Firearm Safety Rules

Firearm Safety Rules

I was accused of many things, like making suppressors, but the sole conspiracy charge was what was levied. But I still ended up in two different brigs. I learned a lot inside. About the Marine Corps. About how the system breaks people. About how rank doesn’t mean honor or integrity or best intentions in some cases but authority. I was demoted from Sergeant to Private. Stripped of what I earned via pride and paperwork. Seven-time marksman. Two good conduct medals, plethora of awards. And an Other Than Honorable separation that came fast and unfair.

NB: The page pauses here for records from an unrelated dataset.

//! Raster abstraction.
//!
//! The pipeline never touches raster files directly; it talks to a
//! [`RasterStore`]. [`LocalRasterStore`] is the filesystem implementation
//! (PNG in, GeoTIFF out), and tests substitute in-memory stores.

pub mod geotiff;
pub mod local;
pub mod warp;

pub use geotiff::{GeoTiffCompression, GeoTiffWriter};
pub use local::LocalRasterStore;
pub use warp::warp;

use std::path::Path;

use crate::error::RasterError;
use crate::geometry::{GeoTransform, Srs};

/// Decoded 8-bit raster with optional georeference.
///
/// Pixels are interleaved (`R,G,B,R,G,B,...`); `bands` is 1, 3 or 4.
#[derive(Debug, Clone, PartialEq)]
pub struct Raster {
    pub pixels: Vec<u8>,
    pub bands: usize,
    pub width: u32,
    pub height: u32,
    pub transform: Option<GeoTransform>,
    pub srs: Option<Srs>,
}

impl Raster {
    /// Ungeoreferenced raster from raw pixels.
    ///
    /// # Errors
    /// Returns an error if the band count is unsupported or the buffer length
    /// does not match the dimensions.
    pub fn new(
        pixels: Vec<u8>,
        bands: usize,
        width: u32,
        height: u32,
    ) -> Result<Self, RasterError> {
        if !matches!(bands, 1 | 3 | 4) {
            return Err(RasterError::InvalidData(format!(
                "unsupported band count {bands}"
            )));
        }
        let expected = width as usize * height as usize * bands;
        if pixels.len() != expected {
            return Err(RasterError::InvalidData(format!(
                "expected {expected} samples for {width}x{height}x{bands}, got {}",
                pixels.len()
            )));
        }
        Ok(Self {
            pixels,
            bands,
            width,
            height,
            transform: None,
            srs: None,
        })
    }

    /// Convert a decoded image, keeping grayscale and alpha where present.
    #[must_use]
    pub fn from_image(image: &image::DynamicImage) -> Self {
        let (width, height) = (image.width(), image.height());
        let color = image.color();
        let (pixels, bands) = if color.has_alpha() {
            (image.to_rgba8().into_raw(), 4)
        } else if color.has_color() {
            (image.to_rgb8().into_raw(), 3)
        } else {
            (image.to_luma8().into_raw(), 1)
        };
        Self {
            pixels,
            bands,
            width,
            height,
            transform: None,
            srs: None,
        }
    }

    /// Pixel-identical copy carrying `transform` and `srs`.
    #[must_use]
    pub fn georeferenced(&self, transform: GeoTransform, srs: Srs) -> Self {
        Self {
            transform: Some(transform),
            srs: Some(srs),
            ..self.clone()
        }
    }

    /// Georeference summary, if the raster has one.
    #[must_use]
    pub fn info(&self) -> Option<RasterInfo> {
        Some(RasterInfo {
            transform: self.transform?,
            srs: self.srs?,
            width: self.width,
            height: self.height,
        })
    }
}

/// What the extent extractor needs from a referenced raster.
#[derive(Debug, Clone, Copy, PartialEq)]
pub struct RasterInfo {
    pub transform: GeoTransform,
    pub srs: Srs,
    pub width: u32,
    pub height: u32,
}

/// Raster capability used by the pipeline.
pub trait RasterStore {
    /// True if an artifact exists at `path`.
    fn exists(&self, path: &Path) -> bool;

    /// Read a raster (plain image or GeoTIFF).
    ///
    /// # Errors
    /// [`RasterError::Open`] if the artifact cannot be read.
    fn open(&self, path: &Path) -> Result<Raster, RasterError>;

    /// Store a plain image artifact, creating parent directories.
    ///
    /// # Errors
    /// [`RasterError::Write`] if the artifact cannot be created.
    fn save_image(&self, raster: &Raster, path: &Path) -> Result<(), RasterError>;

    /// Store a georeferenced copy of `raster`, creating parent directories.
    ///
    /// # Errors
    /// [`RasterError::MissingGeoreference`] if `raster` has no transform or
    /// reference, [`RasterError::Write`] if the artifact cannot be created.
    fn create_copy(&self, raster: &Raster, path: &Path) -> Result<(), RasterError>;

    /// Warp the referenced artifact at `path` into `target`, replacing it.
    ///
    /// # Errors
    /// Open, projection or write failures.
    fn warp(&self, path: &Path, target: Srs) -> Result<(), RasterError>;

    /// Transform, reference and dimensions of the artifact at `path`.
    ///
    /// # Errors
    /// [`RasterError::Open`] or [`RasterError::MissingGeoreference`].
    fn read_info(&self, path: &Path) -> Result<RasterInfo, RasterError>;
}

impl<T: RasterStore + ?Sized> RasterStore for &T {
    fn exists(&self, path: &Path) -> bool {
        (**self).exists(path)
    }

    fn open(&self, path: &Path) -> Result<Raster, RasterError> {
        (**self).open(path)
    }

    fn save_image(&self, raster: &Raster, path: &Path) -> Result<(), RasterError> {
        (**self).save_image(raster, path)
    }

    fn create_copy(&self, raster: &Raster, path: &Path) -> Result<(), RasterError> {
        (**self).create_copy(raster, path)
    }

    fn warp(&self, path: &Path, target: Srs) -> Result<(), RasterError> {
        (**self).warp(path, target)
    }

    fn read_info(&self, path: &Path) -> Result<RasterInfo, RasterError> {
        (**self).read_info(path)
    }
}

Despite the darkness that followed, I earned more than just a uniform — I earned distinction. Two Good Conduct Medals. Seven-time Rifle Expert. Pistol Sharpshooter. The infamous Boot Camp Pizza Box award. I qualified WSQ in the pool and carried a green belt in MCMAP. I ran thousands of miles around Camp Lejeune — some with cadence, many alone, and more than a few while lost in thought. At MARSOC, I was trusted with leadership and access few get to see, assigned to years in an armory on A Street. I had moments at Fort Bragg, long days in the field, longer nights in the barracks, and lonelier ones off base. I hold an OSHA 10 and Lean Six Sigma Green Belt — the latter shifted how I view systems, numerous experiences that you can only receive in the military, efficiency, and accountability. I received certificates, commendations, and the kind of firsthand education that you can’t find in a classroom. Some of what I experienced I can’t recall — and some I choose not to. But I earned it all the same.

Regrets, Lessons, & Legacy

I regret drinking alcohol so much to cope and entertainment. Eating out so much, not enjoying the woman who invited herself into my bed. Not taking more leadership. But I don’t regret the journey. Not the pain. Not the pride. Not the title. I met legends. Fighters. Quiet saints. Silent Professionals. People I still admire even when they don't ask to be.

“Oorah isn’t just a chant. It’s the sound of a soul that always refuses to quit.”

This story isn't clean. But it’s true. And that’s what matters. I earned my title. I lost some pride.